While those few symptoms probably don't seem so bad at first, there are also really unhealthy counterparts right below the surface. Including paranoia, chest pains, slurred speech, coughing, black or bloody sputum, thirst, body shakes, and dental erosions from malnutrition and the acidic cocaine.

With the help of underground tunnels, human "mules", private vehicles, specialized submarines, small helicopters, and airplanes cocaine had no time wasted spreading like wild fire, across borders and right into the noses, lungs and veins of anyone willing to try, becoming quite the party drug.

Just how many lives did it take to get that fix, that party favor?

Cocaine trafficking runs deep and it is often being moved by people who have no other choice. People coming in and out of the dangerous world as money is needed.
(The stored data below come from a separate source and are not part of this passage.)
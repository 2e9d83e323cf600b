mod color_choice;
mod log_level;

pub use color_choice::ColorChoice;
pub use log_level::LogLevel;
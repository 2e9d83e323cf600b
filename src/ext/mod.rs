mod path_ext;

pub use path_ext::{PathExt, best_effort_path_display, lexical_absolute};
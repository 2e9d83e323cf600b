//! Persisted record of the last scan, stored as bincode compressed with zstd.

mod snapshot;

pub use snapshot::{
    SNAPSHOT_VERSION, Snapshot, SnapshotDirectory, SnapshotError, SnapshotState, SnapshotStore,
};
Often times, being apart of the line ends with death as soon as the product exchanges hands. 

It's easier to kill a mule than pay him.

In a recent article, by Slate, they touched on another case where innocent people who were at the wrong time and the wrong place were brutally killed. 

Drug War Funeral

"Family and friends attend the funerals of three female victims of a massacre that left 13 dead and more than a dozen wounded in Ciudad Juarez, Mexico, in 2010. Most of the victims were between 14 and 20 years old and were attending a birthday party. They were herded into a corner of the house and executed by a firing squad. Armed men came looking for one young man, but when the patrons responded that he was not there, they opened fire."

In further web browsing, I found Borderland Beat tallied in 3,111 of drug violence related deaths in that city, in that year, alone. 
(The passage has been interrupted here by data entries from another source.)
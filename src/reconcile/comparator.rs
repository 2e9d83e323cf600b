use std::path::PathBuf;

use hashlink::LinkedHashMap;
use tracing::debug;

use crate::filesystem::{DirId, Tree};
use crate::reconcile::{Change, ChangeKind, Diff, detect_moves};

/// Compares the live tree against the recorded one, pairing up renames and
/// moves. A missing `db` means nothing was recorded yet.
pub fn compare(fs: &Tree, db: Option<&Tree>) -> Diff {
    detect_moves(compare_raw(fs, db))
}

/// Structural comparison without move detection.
///
/// New directories are walked so every descendant is reported as added.
/// Removed directories are reported once; whatever was below them is implied.
pub fn compare_raw(fs: &Tree, db: Option<&Tree>) -> Diff {
    let mut changes = Vec::new();
    let mut pending = vec![(fs.root(), db.map(Tree::root))];

    while let Some((fs_directory, db_directory)) = pending.pop() {
        match (db, db_directory) {
            (Some(db), Some(db_directory)) => compare_directories(
                fs,
                fs_directory,
                db,
                db_directory,
                &mut changes,
                &mut pending,
            ),
            _ => enumerate_added(fs, fs_directory, &mut changes, &mut pending),
        }
    }

    debug!("Raw comparison produced {} changes", changes.len());
    Diff::from(changes)
}

type Pending = Vec<(DirId, Option<DirId>)>;

fn compare_directories(
    fs: &Tree,
    fs_directory: DirId,
    db: &Tree,
    db_directory: DirId,
    changes: &mut Vec<Change>,
    pending: &mut Pending,
) {
    let fs_children = directories_by_title(fs, fs_directory);
    let db_children = directories_by_title(db, db_directory);

    for (title, &fs_child) in &fs_children {
        match db_children.get(title) {
            Some(&db_child) => pending.push((fs_child, Some(db_child))),
            None => {
                changes.push(Change::new(
                    ChangeKind::DirectoryAdded,
                    fs.directory_path(fs_child),
                ));
                pending.push((fs_child, None));
            }
        }
    }
    for (title, &db_child) in &db_children {
        if !fs_children.contains_key(title) {
            changes.push(Change::new(
                ChangeKind::DirectoryRemoved,
                db.directory_path(db_child),
            ));
        }
    }

    let files = partition_files(fs, fs_directory, db, db_directory);
    changes.extend(
        files
            .fs_only
            .into_iter()
            .map(|path| Change::new(ChangeKind::FileAdded, path)),
    );
    changes.extend(
        files
            .db_only
            .into_iter()
            .map(|path| Change::new(ChangeKind::FileRemoved, path)),
    );
}

fn enumerate_added(fs: &Tree, directory: DirId, changes: &mut Vec<Change>, pending: &mut Pending) {
    let node = fs.directory(directory);
    for &child in node.directories() {
        changes.push(Change::new(
            ChangeKind::DirectoryAdded,
            fs.directory_path(child),
        ));
        pending.push((child, None));
    }
    for &file in node.files() {
        changes.push(Change::new(ChangeKind::FileAdded, fs.file_path(file)));
    }
}

fn directories_by_title(tree: &Tree, directory: DirId) -> LinkedHashMap<&str, DirId> {
    tree.directory(directory)
        .directories()
        .iter()
        .map(|&child| (tree.directory(child).title(), child))
        .collect()
}

/// Files of one directory pair, split by which side they exist on. Files
/// present on both sides are unchanged; existence is the only criterion.
#[derive(Debug, Default, PartialEq, Eq)]
pub(crate) struct FilePartition {
    pub fs_only: Vec<PathBuf>,
    pub db_only: Vec<PathBuf>,
}

pub(crate) fn partition_files(
    fs: &Tree,
    fs_directory: DirId,
    db: &Tree,
    db_directory: DirId,
) -> FilePartition {
    let fs_files: LinkedHashMap<&str, _> = fs
        .directory(fs_directory)
        .files()
        .iter()
        .map(|&file| (fs.file(file).title(), file))
        .collect();
    let db_files: LinkedHashMap<&str, _> = db
        .directory(db_directory)
        .files()
        .iter()
        .map(|&file| (db.file(file).title(), file))
        .collect();

    let mut partition = FilePartition::default();
    for (title, &file) in &fs_files {
        if !db_files.contains_key(title) {
            partition.fs_only.push(fs.file_path(file));
        }
    }
    for (title, &file) in &db_files {
        if !fs_files.contains_key(title) {
            partition.db_only.push(db.file_path(file));
        }
    }
    partition
}

#[cfg(test)]
mod tests {
    use std::path::Path;

    use rstest::rstest;

    use super::*;
    use crate::filesystem::{DirectoryRecord, build_from_db};
    use crate::reconcile::Entity;

    /// Builds a tree from `/`-separated paths; a trailing `/` marks a directory.
    fn tree(paths: &[&str]) -> Tree {
        let mut tree = Tree::new("root");
        for path in paths {
            let is_directory = path.ends_with('/');
            let segments = path.trim_end_matches('/').split('/').collect::<Vec<_>>();
            let (leaf, parents) = segments.split_last().unwrap();
            let mut current = tree.root();
            for segment in parents {
                current = match tree.child_directory(current, segment) {
                    Some(existing) => existing,
                    None => tree.add_directory(current, *segment),
                };
            }
            if is_directory {
                if tree.child_directory(current, leaf).is_none() {
                    tree.add_directory(current, *leaf);
                }
            } else {
                tree.add_file(current, *leaf);
            }
        }
        tree
    }

    fn sorted(diff: Diff) -> Vec<Change> {
        let mut changes = diff.into_changes();
        changes.sort_by(|a, b| a.path1.cmp(&b.path1));
        changes
    }

    const LIBRARY: &[&str] = &[
        "photos/trip/beach.jpg",
        "photos/trip/sunset.jpg",
        "photos/portrait.png",
        "music/",
        "notes.txt",
    ];

    #[rstest]
    #[case(&[])]
    #[case(&["only.txt"])]
    #[case(LIBRARY)]
    fn identical_trees_have_no_changes(#[case] paths: &[&str]) {
        assert!(compare(&tree(paths), Some(&tree(paths))).is_empty());
    }

    #[test]
    fn absent_record_reports_every_node_as_added() {
        let fs = tree(LIBRARY);

        let diff = compare(&fs, None);

        assert_eq!(diff.len(), (fs.directory_count() - 1) + fs.file_count());
        assert_eq!(diff.count(ChangeKind::DirectoryAdded), 3);
        assert_eq!(diff.count(ChangeKind::FileAdded), 4);
        assert!(diff.iter().all(|change| change.path2.is_none()));
    }

    #[test]
    fn new_empty_directory_is_a_single_addition() {
        let mut with_new = LIBRARY.to_vec();
        with_new.push("new-dir/");

        let diff = compare(&tree(&with_new), Some(&tree(LIBRARY)));

        assert_eq!(
            diff.into_changes(),
            vec![Change::new(ChangeKind::DirectoryAdded, "root/new-dir")]
        );
    }

    #[test]
    fn new_directory_reports_its_whole_subtree() {
        let diff = compare(
            &tree(&["kept.txt", "fresh/inner/a.txt", "fresh/b.txt"]),
            Some(&tree(&["kept.txt"])),
        );

        assert_eq!(
            sorted(diff),
            vec![
                Change::new(ChangeKind::DirectoryAdded, "root/fresh"),
                Change::new(ChangeKind::FileAdded, "root/fresh/b.txt"),
                Change::new(ChangeKind::DirectoryAdded, "root/fresh/inner"),
                Change::new(ChangeKind::FileAdded, "root/fresh/inner/a.txt"),
            ]
        );
    }

    #[test]
    fn removed_directory_is_reported_once() {
        let diff = compare(
            &tree(&["music/"]),
            Some(&tree(&["music/", "photos/trip/beach.jpg", "photos/cover.png"])),
        );

        assert_eq!(
            diff.into_changes(),
            vec![Change::new(ChangeKind::DirectoryRemoved, "root/photos")]
        );
    }

    #[test]
    fn renamed_leaf_directory_is_a_single_move() {
        let diff = compare(
            &tree(&["photos/holiday/", "photos/cover.png", "music/"]),
            Some(&tree(&["photos/trip/", "photos/cover.png", "music/"])),
        );

        assert_eq!(
            diff.into_changes(),
            vec![Change::moved(
                Entity::Directory,
                "root/photos/trip",
                "root/photos/holiday"
            )]
        );
    }

    #[test]
    fn directory_moved_to_another_parent_is_a_single_move() {
        let diff = compare(
            &tree(&["archive/trip/", "photos/"]),
            Some(&tree(&["archive/", "photos/trip/"])),
        );

        assert_eq!(
            diff.into_changes(),
            vec![Change::moved(
                Entity::Directory,
                "root/photos/trip",
                "root/archive/trip"
            )]
        );
    }

    #[test]
    fn file_moved_to_another_parent_is_a_single_move() {
        let diff = compare(
            &tree(&["a/", "b/report.pdf"]),
            Some(&tree(&["a/report.pdf", "b/"])),
        );

        assert_eq!(
            diff.into_changes(),
            vec![Change::moved(Entity::File, "root/a/report.pdf", "root/b/report.pdf")]
        );
    }

    #[test]
    fn file_moved_up_one_level_matches_recorded_layout() {
        let records = ["1", "1/2", "1/2/3", "1/2/3/4", "1/2/3.1", "1/2/3.2"]
            .map(|path| DirectoryRecord::new(path, false));
        let db = build_from_db("root", records, |path| {
            if path == Path::new("1/2/3/4") {
                vec!["file4-3".to_string()]
            } else {
                Vec::new()
            }
        });
        let fs = tree(&["1/2/3/4/", "1/2/3/file4-3", "1/2/3.1/", "1/2/3.2/"]);

        let diff = compare(&fs, Some(&db));

        assert_eq!(
            diff.into_changes(),
            vec![Change {
                path1: PathBuf::from("root/1/2/3/4/file4-3"),
                path2: Some(PathBuf::from("root/1/2/3/file4-3")),
                kind: ChangeKind::FileMoved,
            }]
        );
    }

    #[test]
    fn added_and_removed_files_in_the_same_directory() {
        let diff = compare(
            &tree(&["docs/new.md", "docs/same.md"]),
            Some(&tree(&["docs/old.md", "docs/same.md"])),
        );

        assert_eq!(
            sorted(diff),
            vec![
                Change::new(ChangeKind::FileAdded, "root/docs/new.md"),
                Change::new(ChangeKind::FileRemoved, "root/docs/old.md"),
            ]
        );
    }

    #[test]
    fn raw_comparison_keeps_moves_as_add_and_remove() {
        let diff = compare_raw(&tree(&["b/x.txt", "a/"]), Some(&tree(&["a/x.txt", "b/"])));

        assert_eq!(diff.count(ChangeKind::FileAdded), 1);
        assert_eq!(diff.count(ChangeKind::FileRemoved), 1);
    }

    #[test]
    fn recorded_only_file_is_partitioned_as_removed_not_added() {
        let fs = tree(&["dir/live.txt", "dir/both.txt"]);
        let db = tree(&["dir/recorded.txt", "dir/both.txt"]);
        let fs_dir = fs.child_directory(fs.root(), "dir").unwrap();
        let db_dir = db.child_directory(db.root(), "dir").unwrap();

        let partition = partition_files(&fs, fs_dir, &db, db_dir);

        assert_eq!(
            partition,
            FilePartition {
                fs_only: vec![PathBuf::from("root/dir/live.txt")],
                db_only: vec![PathBuf::from("root/dir/recorded.txt")],
            }
        );
    }
}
But what fuels this war, all that bloodshed? The US does and it isn't cheap. We throw money at the fire with our inability to stop the smuggling of illegal weapons and our insatiable demand for illegal drugs. Despite the government crackdown, Columbia remains the biggest cocaine producer and destributor. Columbian drug lord and gangs are controlling the majority of New York, Boston, Philedelphia, and Miami. While Mexican gangsters bring it up through the border and provide the narcotic in most of major Western U.S. cities such as Phoenix, Las Vegas, Los Angeles, Seattle and San Francisco.